Le virtù umane – Catechismo degli Adulti 833: La carità si incarna nell’etica: unifica, sostiene ed elèva le virtù umane, energie operative buone che abilitano a compiere il bene sotto vari aspetti specifici. Quattro di esse si chiamano “virtù cardinali”, perché fanno da sostegno e riferimento a numerose altre. Sono la prudenza, la giustizia, la fortezza e la temperanza. Tra le molte virtù, che si collegano a queste, si possono ricordare: semplicità, onestà, sincerità, lealtà, fedeltà, cortesia, rispetto, generosità, riconoscenza, amicizia, coraggio, audacia, equilibrio, umiltà, castità, povertà, obbedienza. Le buone qualità particolari danno concretezza alla perfezione cristiana. Danno alla carità un corpo e un volto.
Non è lecito giocare sulla parola… – Paolo VI (Udienza Generale, 17 Luglio 1968): La concezione del perfetto cristiano deve fare molto caso delle virtù morali proprie della natura umana, integralmente considerata (cfr. Decr. De instit. sacerdotali, n. 11). Citiamo la prima di queste virtù: la sincerità, la veracità. «Sia il vostro linguaggio, c’insegna il Signore, sì, sì; no, no» (Mt 5,37; Gc 5,12). Dobbiamo redimere il cristiano dalla falsa e disonorante opinione che a lui sia lecito il giocare sulla parola, che in lui vi sia doppiezza fra pensiero e discorso, che egli possa a fin di bene ingannare il prossimo. L’ipocrisia non è protetta dal mantello della religione (cfr. Bernanos, L’imposture). Lo stesso si dica sul senso della giustizia. Della giustizia commutativa dapprima, quella che riguarda il mio e il tuo, cioè sull’onestà nei rapporti economici, negli affari, nella rettitudine amministrativa, specialmente nei pubblici uffici; e poi sulla giustizia sociale (legale, la dicevano gli antichi, «nel senso che per essa l’uomo si conforma alla legge che ordina gli atti di tutto l’operare umano al bene comune» – cfr. S. Th. II-II, 58,6; S. Tommaso la chiama perciò una «virtù architettonica» – cfr. ibid. 60,1 ad 4). E così diciamo del senso del dovere, del coraggio, della magnanimità, dell’onestà dei costumi; e così via. Grande apprezzamento dobbiamo fare di queste virtù naturali, anche se non dimentichiamo come esse, fuori dell’ordine della grazia, siano incomplete, e spesso si associno a debolezze umane molto deplorevoli (cfr. S. Ag., De civ. Dei, V, 19; P.M. 41,166); e ricordiamo come siano, di per sé, sterili di valore soprannaturale (ibid. XX, 25; P.L. 41,656; e XXI, 16; P.L. 41,730). Insegnamenti vecchi? No, ce li ricorda il Concilio, dove dice, ad esempio: «Molti nostri contemporanei… sembrano temere che, se si stabiliscono troppo stretti legami tra l’attività umana e la religione, sia impedita l’attività degli uomini, della società, della scienza». E difende così la legittima autonomia nella questione delle realtà terrene (Gaudium et Spes 36).

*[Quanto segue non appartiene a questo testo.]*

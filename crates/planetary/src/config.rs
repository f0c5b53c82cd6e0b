//! Tunables for the environment pipeline

use serde::{Deserialize, Serialize};

/// Settings consumed by value by [`crate::planet::Planet::generate`].
///
/// Missing fields fall back to the calibrated defaults, so a partial JSON
/// document is enough to override one knob:
///
/// ```
/// use planetary::config::EnvironmentConfig;
///
/// let config: EnvironmentConfig = serde_json::from_str(r#"{"maxIterations": 10}"#).unwrap();
/// assert_eq!(config.max_iterations, 10);
/// assert_eq!(config.convergence_threshold, 0.25);
/// ```
#[derive(Debug, Clone, PartialEq, Serialize, Deserialize)]
#[serde(default, rename_all = "camelCase")]
pub struct EnvironmentConfig {
    /// Cap on damped thermal passes after the initial one
    pub max_iterations: u32,
    /// Early exit once the surface temperature moves less than this (K)
    pub convergence_threshold: f64,
    /// Retention target when the star's age is unknown (years)
    pub default_gas_lifetime_years: f64,
    /// Derive the individual gas mixture and breathability
    pub compute_gases: bool,
}

impl Default for EnvironmentConfig {
    fn default() -> Self {
        Self {
            max_iterations: 25,
            convergence_threshold: 0.25,
            default_gas_lifetime_years: 5.0e9,
            compute_gases: true,
        }
    }
}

La Parola di Dio commentata dai Padri della Chiesa: Necessità delle opere – “E poiché sono pochi quelli che trovano la via stretta, egli espone l’inganno di quelli che fanno finta di cercarla: Guardatevi dai falsi profeti che vengono a voi in veste di pecore [Mt 7,15], ecc. Bisogna notare che le parole adulatrici e la finta dolcezza devono essere giudicate dai frutti delle azioni, di modo che non ci aspettiamo da qualcuno che sia così come si dipinge a parole, ma come si comporta a fatti, perché molti uomini hanno la rabbia del lupo nascosta sotto una veste di pecora. Così, siccome le spine non producono uva e i rovi non [producono] fichi, siccome gli alberi cattivi non portano frutti mangerecci, egli ci insegna che presso tali uomini non c’è più posto per la realizzazione di un’opera buona e che, perciò, è dai suoi frutti che bisogna riconoscere ciascuno. Non si ottiene, infatti, il regno dei cieli soltanto a forza di parole” (Ilario di Poitiers).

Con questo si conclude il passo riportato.